Pour assurer son économie, Norse « vise le marché des loisirs, les touristes, pas les hommes d’affaires », précise Bjorn Tore Larsen. Surtout, la petite compagnie « volera là où les gens veulent aller. C’est-à-dire vers la chaleur, la Floride, les Caraïbes », annonce le PDG. Quitte à ouvrir surtout des ligne saisonnières. Les débuts semblent réussis. « Nous allons gagner de l’argent dès le deuxième semestre 2023 », prévoit le fondateur. Une gageure, car le marché semble très encombré.
Outre Air France, Air Caraïbes et La Compagnie, Norse vient de voir arriver la redoutable concurence de JetBlue, la très grosse compagnie à bas coûts américaine. Avec sa flotte composée notamment du tout nouveau A321 LR, le dernier né d’Airbus aux performances de long-courrier avec des coûts de moyen-courrier, l’américaine compte bien se tailler une place au soleil de l’Atlantique Nord. Elle a déjà ouvert les réservations pour ses premiers vols pour New York qui débuteront en juin au départ et à l’arrivée à Roissy.

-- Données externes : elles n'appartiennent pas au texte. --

/// Decode every item in the span of `cursor` according to `value_type`. `depth` is the nesting
/// level of the value table, nested BinXML documents continue from it.
pub(crate) fn decode_value_data(
    cursor: &mut ByteCursor<'_>,
    value_type: ValueTypeCode,
    settings: &ParserSettings,
    depth: usize,
) -> Result<Vec<ValueData>> {
    let is_array = value_type.is_array;

    let data = match value_type.value_type {
        BinXmlValueType::Null => {
            skip_rest(cursor, "null")?;
            Vec::new()
        }
        BinXmlValueType::String => read_utf16_strings(cursor, is_array)?,
        BinXmlValueType::AnsiString => read_ansi_strings(cursor, is_array, settings)?,
        BinXmlValueType::Int8 => {
            read_strided::<1, _>(cursor, "i8", |b| Some(ValueData::Int8(b[0] as i8)))?
        }
        BinXmlValueType::UInt8 => {
            read_strided::<1, _>(cursor, "u8", |b| Some(ValueData::UInt8(b[0])))?
        }
        BinXmlValueType::Int16 => read_strided::<2, _>(cursor, "i16", |b| {
            Some(ValueData::Int16(i16::from_le_bytes(b)))
        })?,
        BinXmlValueType::UInt16 => read_strided::<2, _>(cursor, "u16", |b| {
            Some(ValueData::UInt16(u16::from_le_bytes(b)))
        })?,
        BinXmlValueType::Int32 => read_strided::<4, _>(cursor, "i32", |b| {
            Some(ValueData::Int32(i32::from_le_bytes(b)))
        })?,
        BinXmlValueType::UInt32 => read_strided::<4, _>(cursor, "u32", |b| {
            Some(ValueData::UInt32(u32::from_le_bytes(b)))
        })?,
        BinXmlValueType::Int64 => read_strided::<8, _>(cursor, "i64", |b| {
            Some(ValueData::Int64(i64::from_le_bytes(b)))
        })?,
        BinXmlValueType::UInt64 => read_strided::<8, _>(cursor, "u64", |b| {
            Some(ValueData::UInt64(u64::from_le_bytes(b)))
        })?,
        BinXmlValueType::Real32 => read_strided::<4, _>(cursor, "f32", |b| {
            Some(ValueData::Real32(f32::from_le_bytes(b)))
        })?,
        BinXmlValueType::Real64 => read_strided::<8, _>(cursor, "f64", |b| {
            Some(ValueData::Real64(f64::from_le_bytes(b)))
        })?,
        BinXmlValueType::Bool => read_strided::<4, _>(cursor, "bool", |b| {
            let raw = u32::from_le_bytes(b);
            if raw > 1 {
                warn!("{:?} is an unknown value for bool, coercing to `true`", raw);
            }
            Some(ValueData::Bool(raw != 0))
        })?,
        BinXmlValueType::Binary => {
            let span = cursor.take_bytes(cursor.remaining(), "binary")?;
            vec![ValueData::Binary(to_hex_upper(span))]
        }
        BinXmlValueType::Guid => read_strided::<16, _>(cursor, "guid", |b| {
            Some(ValueData::Guid(Guid::from_bytes(&b)))
        })?,
        BinXmlValueType::SizeT => read_size_t(cursor, is_array)?,
        BinXmlValueType::FileTime => read_strided::<8, _>(cursor, "filetime", |b| {
            filetime_to_timestamp(u64::from_le_bytes(b)).map(ValueData::FileTime)
        })?,
        BinXmlValueType::SysTime => read_strided::<16, _>(cursor, "systime", |b| {
            systime_from_bytes(&b).map(ValueData::SysTime)
        })?,
        BinXmlValueType::Sid => read_sids(cursor)?,
        BinXmlValueType::HexInt32 => read_strided::<4, _>(cursor, "hex32", |b| {
            Some(ValueData::HexInt32(format!("0x{:08x}", u32::from_le_bytes(b))))
        })?,
        BinXmlValueType::HexInt64 => read_strided::<8, _>(cursor, "hex64", |b| {
            Some(ValueData::HexInt64(format!("0x{:016x}", u64::from_le_bytes(b))))
        })?,
        BinXmlValueType::BinXml => {
            let start = cursor.offset();
            let span = cursor.take_bytes(cursor.remaining(), "binxml")?;
            let nested = decode_document_at_depth(span, settings, depth).map_err(|e| {
                cursor.fail_at(start, DeserializationErrorKind::NestedDocument(Box::new(e)))
            })?;
            vec![ValueData::BinXml(Box::new(nested))]
        }
        unsupported @ (BinXmlValueType::EvtHandle
        | BinXmlValueType::EvtXml
        | BinXmlValueType::Unknown(_)) => {
            trace!(
                "Keeping {} raw bytes of unsupported value type `{}`",
                cursor.remaining(),
                unsupported.name()
            );
            skip_rest(cursor, "unsupported")?;
            Vec::new()
        }
    };

    Ok(data)
}

fn skip_rest(cursor: &mut ByteCursor<'_>, what: &'static str) -> Result<()> {
    cursor.take_bytes(cursor.remaining(), what).map(|_| ())
}

/// Walks the whole span in `N`-byte strides, one element per stride. The array flag plays no
/// part: a span that is not a multiple of `N` is a fault either way.
///
/// `parse` returns `None` for element bytes that do not form a valid value.
fn read_strided<const N: usize, T>(
    cursor: &mut ByteCursor<'_>,
    what: &'static str,
    parse: impl Fn([u8; N]) -> Option<T>,
) -> Result<Vec<T>> {
    let size = cursor.remaining();
    if size % N != 0 {
        return Err(cursor.fail(DeserializationErrorKind::MisalignedArray {
            what,
            size,
            elem: N,
        }));
    }
    let count = size / N;

    let mut out = Vec::with_capacity(count);
    for _ in 0..count {
        let offset = cursor.offset();
        let item = cursor.array::<N>(what)?;
        match parse(item) {
            Some(v) => out.push(v),
            None => {
                return Err(cursor.fail_at(offset, DeserializationErrorKind::InvalidDateTime { what }));
            }
        }
    }
    Ok(out)
}

fn read_utf16_strings(cursor: &mut ByteCursor<'_>, is_array: bool) -> Result<Vec<ValueData>> {
    let start = cursor.offset();
    let span = cursor.take_bytes(cursor.remaining(), "string")?;
    let invalid = |cursor: &mut ByteCursor<'_>| {
        cursor.fail_at(start, DeserializationErrorKind::InvalidUtf16 { what: "string" })
    };

    let units = match utf16le_units(span) {
        Ok(units) => units,
        Err(_) => return Err(invalid(cursor)),
    };

    if is_array {
        match split_utf16_units_on_nul(&units) {
            Ok(items) => Ok(items.into_iter().map(ValueData::String).collect()),
            Err(_) => Err(invalid(cursor)),
        }
    } else {
        match decode_utf16_units_z(&units) {
            Ok(s) => Ok(vec![ValueData::String(s)]),
            Err(_) => Err(invalid(cursor)),
        }
    }
}
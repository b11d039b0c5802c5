#[derive(Debug, Copy, Clone, Eq, PartialEq)]
pub(crate) enum Utf16LeDecodeError {
    OddLength,
    InvalidData,
}

/// Collect little-endian UTF-16 code units from raw bytes.
pub(crate) fn utf16le_units(bytes: &[u8]) -> Result<Vec<u16>, Utf16LeDecodeError> {
    if !bytes.len().is_multiple_of(2) {
        return Err(Utf16LeDecodeError::OddLength);
    }

    Ok(bytes
        .chunks_exact(2)
        .map(|chunk| u16::from_le_bytes([chunk[0], chunk[1]]))
        .collect())
}

/// Decode a UTF-16LE byte slice until the first NUL (0x0000), if present.
pub(crate) fn decode_utf16le_bytes_z(bytes: &[u8]) -> Result<String, Utf16LeDecodeError> {
    decode_utf16_units_z(&utf16le_units(bytes)?)
}

/// Decode UTF-16 code units until the first NUL (0x0000), if present.
pub(crate) fn decode_utf16_units_z(units: &[u16]) -> Result<String, Utf16LeDecodeError> {
    let end = units.iter().position(|&c| c == 0).unwrap_or(units.len());
    let slice = &units[..end];

    // Fast path: pure ASCII needs no surrogate handling.
    if slice.iter().all(|&c| c <= 0x7F) {
        return Ok(slice.iter().map(|&c| c as u8 as char).collect());
    }

    String::from_utf16(slice).map_err(|_| Utf16LeDecodeError::InvalidData)
}

/// Split UTF-16 code units on NUL terminators, as used by string arrays.
///
/// A trailing terminator does not produce an extra empty item.
pub(crate) fn split_utf16_units_on_nul(units: &[u16]) -> Result<Vec<String>, Utf16LeDecodeError> {
    if units.is_empty() {
        return Ok(Vec::new());
    }

    let mut items: Vec<&[u16]> = units.split(|&c| c == 0).collect();
    if units.last() == Some(&0) {
        items.pop();
    }

    items
        .into_iter()
        .map(|item| String::from_utf16(item).map_err(|_| Utf16LeDecodeError::InvalidData))
        .collect()
}
use encoding::EncodingRef;
use encoding::all::WINDOWS_1252;

use std::fmt;

/// Options shared by decoding and rendering.
#[derive(Clone)]
pub struct ParserSettings {
    /// Controls the number of threads used by [`crate::BinXmlParser`] for batch work.
    num_threads: usize,
    /// XML-escape text and string values when rendering.
    escape_text: bool,
    /// Codec used to decode ANSI strings (`0x02` values).
    ansi_codec: EncodingRef,
}

impl fmt::Debug for ParserSettings {
    fn fmt(&self, f: &mut fmt::Formatter) -> fmt::Result {
        f.debug_struct("ParserSettings")
            .field("num_threads", &self.num_threads)
            .field("escape_text", &self.escape_text)
            .field("ansi_codec", &self.ansi_codec.name())
            .finish()
    }
}

impl PartialEq for ParserSettings {
    fn eq(&self, other: &Self) -> bool {
        self.ansi_codec.name() == other.ansi_codec.name()
            && self.num_threads == other.num_threads
            && self.escape_text == other.escape_text
    }
}

impl Default for ParserSettings {
    fn default() -> Self {
        ParserSettings {
            num_threads: 0,
            escape_text: true,
            ansi_codec: WINDOWS_1252,
        }
    }
}

impl ParserSettings {
    pub fn new() -> Self {
        ParserSettings::default()
    }

    /// Sets the number of worker threads, `0` means "let rayon decide" (usually one per core).
    ///
    /// Without the `multithreading` feature this is ignored and work runs sequentially.
    pub fn num_threads(mut self, num_threads: usize) -> Self {
        self.num_threads = if cfg!(feature = "multithreading") {
            num_threads
        } else {
            1
        };

        self
    }

    /// Whether text and string values are XML-escaped in the rendered output.
    pub fn escape_text(mut self, escape_text: bool) -> Self {
        self.escape_text = escape_text;

        self
    }

    /// Sets the codec used for ANSI string values.
    pub fn ansi_codec(mut self, ansi_codec: EncodingRef) -> Self {
        self.ansi_codec = ansi_codec;

        self
    }

    pub fn get_num_threads(&self) -> usize {
        self.num_threads
    }

    pub fn should_escape_text(&self) -> bool {
        self.escape_text
    }

    pub fn get_ansi_codec(&self) -> EncodingRef {
        self.ansi_codec
    }
}

#[cfg(test)]
mod tests {
    use super::*;
    use encoding::all::ISO_8859_7;

    #[test]
    fn test_defaults() {
        let settings = ParserSettings::default();
        assert!(settings.should_escape_text());
        assert_eq!(settings.get_ansi_codec().name(), "windows-1252");
        assert_eq!(settings.get_num_threads(), 0);
    }

    #[test]
    fn test_builder() {
        let settings = ParserSettings::new()
            .escape_text(false)
            .ansi_codec(ISO_8859_7);

        assert!(!settings.should_escape_text());
        assert_eq!(settings.get_ansi_codec().name(), "iso-8859-7");
        assert_ne!(settings, ParserSettings::default());
    }
}
use crate::binxml::name::BinXmlName;
use crate::binxml::value_variant::ValueTypeCode;
use crate::err::{DeserializationErrorKind, DeserializationResult as Result};
use crate::model::{ProcessingInstruction, Substitution};
use crate::utils::ByteCursor;

use log::trace;
use std::fmt;

/// Set on a tag byte when another item of the same kind follows (or, for element tags, when the
/// element carries attributes).
pub(crate) const MORE_FOLLOWS: u8 = 0x40;

/// Structural token codes, with the continuation bit masked off.
#[derive(Debug, PartialEq, Eq, Clone, Copy)]
#[repr(u8)]
pub enum BinXmlRawToken {
    EndOfStream = 0x00,
    OpenStartElement = 0x01,
    CloseStartElement = 0x02,
    CloseEmptyElement = 0x03,
    EndElement = 0x04,
    Value = 0x05,
    Attribute = 0x06,
    CDataSection = 0x07,
    CharReference = 0x08,
    EntityReference = 0x09,
    ProcessingInstructionTarget = 0x0a,
    ProcessingInstructionData = 0x0b,
    TemplateInstance = 0x0c,
    NormalSubstitution = 0x0d,
    OptionalSubstitution = 0x0e,
    FragmentHeader = 0x0f,
}

impl BinXmlRawToken {
    pub fn from_code(code: u8) -> Option<BinXmlRawToken> {
        match code {
            0x00 => Some(BinXmlRawToken::EndOfStream),
            // <Event>
            0x01 => Some(BinXmlRawToken::OpenStartElement),
            // Indicates end of start element
            0x02 => Some(BinXmlRawToken::CloseStartElement),
            0x03 => Some(BinXmlRawToken::CloseEmptyElement),
            // </Event>
            0x04 => Some(BinXmlRawToken::EndElement),
            0x05 => Some(BinXmlRawToken::Value),
            0x06 => Some(BinXmlRawToken::Attribute),
            0x07 => Some(BinXmlRawToken::CDataSection),
            0x08 => Some(BinXmlRawToken::CharReference),
            0x09 => Some(BinXmlRawToken::EntityReference),
            0x0a => Some(BinXmlRawToken::ProcessingInstructionTarget),
            0x0b => Some(BinXmlRawToken::ProcessingInstructionData),
            0x0c => Some(BinXmlRawToken::TemplateInstance),
            0x0d => Some(BinXmlRawToken::NormalSubstitution),
            0x0e => Some(BinXmlRawToken::OptionalSubstitution),
            0x0f => Some(BinXmlRawToken::FragmentHeader),
            _ => None,
        }
    }

    pub fn code(self) -> u8 {
        self as u8
    }
}

/// Tags that may start a content node (inside an element body or an attribute value).
pub(crate) const CONTENT_TOKENS: &[BinXmlRawToken] = &[
    BinXmlRawToken::OpenStartElement,
    BinXmlRawToken::Value,
    BinXmlRawToken::CDataSection,
    BinXmlRawToken::CharReference,
    BinXmlRawToken::EntityReference,
    BinXmlRawToken::ProcessingInstructionTarget,
    BinXmlRawToken::NormalSubstitution,
    BinXmlRawToken::OptionalSubstitution,
];

/// Tags that may appear where an element body continues.
pub(crate) const ELEMENT_BODY_TOKENS: &[BinXmlRawToken] = &[
    BinXmlRawToken::EndElement,
    BinXmlRawToken::OpenStartElement,
    BinXmlRawToken::Value,
    BinXmlRawToken::CDataSection,
    BinXmlRawToken::CharReference,
    BinXmlRawToken::EntityReference,
    BinXmlRawToken::ProcessingInstructionTarget,
    BinXmlRawToken::NormalSubstitution,
    BinXmlRawToken::OptionalSubstitution,
];

/// A raw tag byte as read from the stream.
#[derive(Debug, PartialEq, Eq, Clone, Copy)]
pub struct Tag(pub u8);

impl Tag {
    /// The structural code, without the continuation bit.
    #[inline]
    pub fn code(self) -> u8 {
        self.0 & !MORE_FOLLOWS
    }

    #[inline]
    pub fn more_follows(self) -> bool {
        self.0 & MORE_FOLLOWS != 0
    }

    pub fn token(self) -> Option<BinXmlRawToken> {
        BinXmlRawToken::from_code(self.code())
    }
}

impl fmt::Display for Tag {
    fn fmt(&self, f: &mut fmt::Formatter<'_>) -> fmt::Result {
        write!(f, "0x{:02x}", self.0)
    }
}

/// Read one tag byte and check that it denotes one of `expected`.
pub(crate) fn read_tag(cursor: &mut ByteCursor<'_>, expected: &[BinXmlRawToken]) -> Result<Tag> {
    let offset = cursor.offset();
    let tag = Tag(cursor.u8_named("tag")?);

    match tag.token() {
        Some(token) if expected.contains(&token) => {
            trace!("Offset `0x{:08x}`: {:?} ({})", offset, token, tag);
            Ok(tag)
        }
        _ => Err(cursor.fail_at(
            offset,
            DeserializationErrorKind::UnexpectedTag {
                expected: expected.iter().map(|t| t.code()).collect(),
                found: tag.0,
            },
        )),
    }
}

/// Value text: one pad byte, then a size-prefixed UTF-16 string.
pub(crate) fn read_value_text(cursor: &mut ByteCursor<'_>) -> Result<String> {
    let pad = cursor.u8_named("value_text_pad")?;
    if pad != 0x01 {
        trace!("Unexpected value text pad byte 0x{:02x}", pad);
    }
    cursor.len_prefixed_utf16_string(false, "value_text")
}

pub(crate) fn read_cdata(cursor: &mut ByteCursor<'_>) -> Result<String> {
    cursor.len_prefixed_utf16_string(false, "cdata")
}

pub(crate) fn read_char_ref(cursor: &mut ByteCursor<'_>) -> Result<u16> {
    cursor.u16_named("char_ref")
}

pub(crate) fn read_entity_ref(cursor: &mut ByteCursor<'_>) -> Result<BinXmlName> {
    BinXmlName::from_binxml_stream(cursor)
}

/// Slot id and declared value type of a (normal or optional) substitution.
pub(crate) fn read_substitution(cursor: &mut ByteCursor<'_>) -> Result<Substitution> {
    let id = cursor.u16_named("substitution_id")?;
    let value_type = ValueTypeCode::from_u8(cursor.u8_named("substitution_value_type")?);
    trace!("Substitution of slot {} ({:?})", id, value_type);

    Ok(Substitution { id, value_type })
}

/// A processing instruction, after its target tag: name, data tag, size-prefixed data.
pub(crate) fn read_processing_instruction(
    cursor: &mut ByteCursor<'_>,
) -> Result<ProcessingInstruction> {
    let target = cursor.scoped("target", BinXmlName::from_binxml_stream)?;
    read_tag(cursor, &[BinXmlRawToken::ProcessingInstructionData])?;
    let data = cursor.len_prefixed_utf16_string(false, "pi_data")?;

    Ok(ProcessingInstruction { target, data })
}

Petit Poucet sur un marché de géants, Norse aura fort à faire pour tirer son épingle du jeu. Ainsi, manière de « saluer » son arrivée, Air France a baissé ses tarifs avec un Paris-New York au prix agressif de 400 euros. Le résultat ne s’est pas fait attendre. Pour son premier vol, au départ de Paris, dimanche, le Dreamliner de Norse n’était rempli qu’à 75 %. Mais le nouvel entrant a anticipé cette rivalité. Norse compte sur le fret, notamment l’or rose de Norvège, le saumon, pour remplir ses cales et parer à la risposte de ses concurrentes.